JudikaturOGH

11Os48/23b – OGH Entscheidung

Entscheidung
29. August 2023

Kopf

Der Oberste Gerichtshof hat am 29. August 2023 durch die Vizepräsidentin des Obersten Gerichtshofs Mag. Marek als Vorsitzende sowie die Hofrätinnen des Obersten Gerichtshofs Dr. Bachner Foregger, Mag. Fürnkranz und Dr. Mann sowie den Hofrat des Obersten Gerichtshofs Dr. Oberressl in Gegenwart der Richteramtsanwärterin Mag. Mair als Schriftführerin in der Strafsache gegen * S* wegen des Verbrechens des gewerbsmäßigen schweren Betrugs nach §§ 146, 147 Abs 1 Z 1, Abs 3, 148 zweiter Fall StGB über die Nichtigkeitsbeschwerde und die Berufung der Angeklagten gegen das Urteil des Landesgerichts für Strafsachen Graz als Schöffengericht vom 15. Dezember 2022, GZ 26 Hv 7/21g 127, nach Anhörung der Generalprokuratur in nichtöffentlicher Sitzung den

Beschluss

gefasst:

Spruch

Die Nichtigkeitsbeschwerde wird zurückgewiesen.
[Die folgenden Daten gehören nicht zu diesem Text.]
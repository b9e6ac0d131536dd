//! Counter backend over a batch-atomic key/value store.

use async_trait::async_trait;
use tracing::trace;

use super::{BatchStore, KvOp, KvReply};
use crate::error::{QuotaError, Result};
use crate::quota::{CounterBackend, CounterSlot};

/// Expiry given to a counter that a rollback has to recreate.
const ROLLBACK_TTL_MS: i64 = 1;

/// Runs every counter update of an engine call as a single transaction.
#[derive(Debug, Clone)]
pub struct KeyValueBackend<S> {
    store: S,
}

impl<S: BatchStore> KeyValueBackend<S> {
    pub fn new(store: S) -> Self {
        Self { store }
    }

    /// The underlying store.
    pub fn store(&self) -> &S {
        &self.store
    }

    /// Run `ops`, checking the store answered every one of them.
    async fn exec(&self, ops: Vec<KvOp>) -> Result<Vec<KvReply>> {
        let expected = ops.len();
        trace!(commands = expected, "Executing batch");
        let replies = self.store.exec(ops).await?;
        if replies.len() != expected {
            return Err(QuotaError::Backend(format!(
                "batch of {} commands returned {} replies",
                expected,
                replies.len()
            )));
        }
        Ok(replies)
    }

    /// Every slot gets "create if absent" followed by `INCRBY delta`.
    fn create_then_add(
        slots: &[CounterSlot],
        delta: i64,
        ttl: impl Fn(&CounterSlot) -> i64,
    ) -> Vec<KvOp> {
        slots
            .iter()
            .flat_map(|slot| {
                let key = slot.identifier.to_string();
                [
                    KvOp::SetIfAbsent {
                        key: key.clone(),
                        value: 0,
                        ttl_ms: ttl(slot),
                    },
                    KvOp::IncrBy { key, delta },
                ]
            })
            .collect()
    }
}

#[async_trait]
impl<S: BatchStore> CounterBackend for KeyValueBackend<S> {
    async fn increment(&self, slots: &[CounterSlot]) -> Result<Vec<i64>> {
        let ops = Self::create_then_add(slots, 1, CounterSlot::ttl_millis);
        let replies = self.exec(ops).await?;

        // Replies alternate SET, INCRBY; keep the INCRBY results.
        replies
            .iter()
            .skip(1)
            .step_by(2)
            .zip(slots)
            .map(|(reply, slot)| {
                reply.as_integer().ok_or_else(|| {
                    QuotaError::Backend(format!(
                        "INCRBY {} returned {:?}",
                        slot.identifier, reply
                    ))
                })
            })
            .collect()
    }

    async fn rollback(&self, slots: &[CounterSlot]) -> Result<()> {
        // A counter that expired since the increment is recreated with an
        // immediate expiry so the decrement cannot leave a record behind.
        let ops = Self::create_then_add(slots, -1, |_| ROLLBACK_TTL_MS);
        self.exec(ops).await?;
        Ok(())
    }

    async fn flush(&self, slots: &[CounterSlot]) -> Result<()> {
        let ops = slots
            .iter()
            .map(|slot| KvOp::Del {
                key: slot.identifier.to_string(),
            })
            .collect();
        self.exec(ops).await?;
        Ok(())
    }

    async fn current(&self, slots: &[CounterSlot]) -> Result<Vec<i64>> {
        let ops = slots
            .iter()
            .map(|slot| KvOp::Get {
                key: slot.identifier.to_string(),
            })
            .collect();
        let replies = self.exec(ops).await?;

        replies
            .into_iter()
            .zip(slots)
            .map(|(reply, slot)| match reply {
                KvReply::Nil => Ok(0),
                KvReply::Integer(value) => Ok(value),
                other => Err(QuotaError::Backend(format!(
                    "GET {} returned {:?}",
                    slot.identifier, other
                ))),
            })
            .collect()
    }
}
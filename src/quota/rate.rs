//! Rate definitions.
//!
//! A [`RateLimit`] is one quota rule: at most `limit` grants per window of
//! `unit`, counted under `key`. A [`RateIdent`] is the part of a rule that
//! addresses a counter and is what `flush` and `usage` take.

use std::fmt;
use std::str::FromStr;

use serde::{Deserialize, Serialize};

use super::window::TimeUnit;
use crate::error::QuotaError;

/// Identifies a counter: a key counted per window of `unit`.
#[derive(Debug, Clone, PartialEq, Eq, Hash, Serialize, Deserialize)]
pub struct RateIdent {
    /// Limit identification
    pub key: String,
    /// Window length
    pub unit: TimeUnit,
}

impl RateIdent {
    pub fn new(key: impl Into<String>, unit: TimeUnit) -> Self {
        Self {
            key: key.into(),
            unit,
        }
    }
}

/// A quota rule.
#[derive(Debug, Clone, PartialEq, Eq, Hash, Serialize, Deserialize)]
pub struct RateLimit {
    /// Limit identification
    pub key: String,
    /// Window length
    pub unit: TimeUnit,
    /// Maximum number of grants per window
    pub limit: u64,
}

impl RateLimit {
    pub fn new(key: impl Into<String>, unit: TimeUnit, limit: u64) -> Self {
        Self {
            key: key.into(),
            unit,
            limit,
        }
    }

    /// The counter this rule is evaluated against.
    pub fn ident(&self) -> RateIdent {
        RateIdent::new(self.key.clone(), self.unit)
    }
}

impl From<&RateLimit> for RateIdent {
    fn from(rate: &RateLimit) -> Self {
        rate.ident()
    }
}

impl fmt::Display for RateLimit {
    fn fmt(&self, f: &mut fmt::Formatter<'_>) -> fmt::Result {
        write!(f, "{}:{}:{}", self.key, self.unit, self.limit)
    }
}

/// Parses the compact `key:unit:limit` form used on the command line.
///
/// The key may itself contain colons; unit and limit are taken from the end.
impl FromStr for RateLimit {
    type Err = QuotaError;

    fn from_str(s: &str) -> Result<Self, Self::Err> {
        let mut parts = s.rsplitn(3, ':');
        let (Some(limit), Some(unit), Some(key)) = (parts.next(), parts.next(), parts.next())
        else {
            return Err(QuotaError::Config(format!(
                "expected `key:unit:limit`, got `{}`",
                s
            )));
        };

        let limit = limit
            .parse::<u64>()
            .map_err(|e| QuotaError::Config(format!("invalid limit `{}`: {}", limit, e)))?;

        Ok(Self::new(key, unit.parse()?, limit))
    }
}

impl fmt::Display for RateIdent {
    fn fmt(&self, f: &mut fmt::Formatter<'_>) -> fmt::Result {
        write!(f, "{}:{}", self.key, self.unit)
    }
}

/// Parses the compact `key:unit` form.
impl FromStr for RateIdent {
    type Err = QuotaError;

    fn from_str(s: &str) -> Result<Self, Self::Err> {
        let (key, unit) = s
            .rsplit_once(':')
            .ok_or_else(|| QuotaError::Config(format!("expected `key:unit`, got `{}`", s)))?;
        Ok(Self::new(key, unit.parse()?))
    }
}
Zur Entscheidung über die Berufung werden die Akten dem Oberlandesgericht Graz zugeleitet.

Der Angeklagten fallen die Kosten des bisherigen Rechtsmittelverfahrens zur Last.

Text

Gründe:

[1] Mit dem angefochtenen Urteil wurde * S* des Verbrechens des gewerbsmäßigen schweren Betrugs nach §§ 146, 147 Abs 1 Z 1, Abs 3, 148 zweiter Fall StGB schuldig erkannt.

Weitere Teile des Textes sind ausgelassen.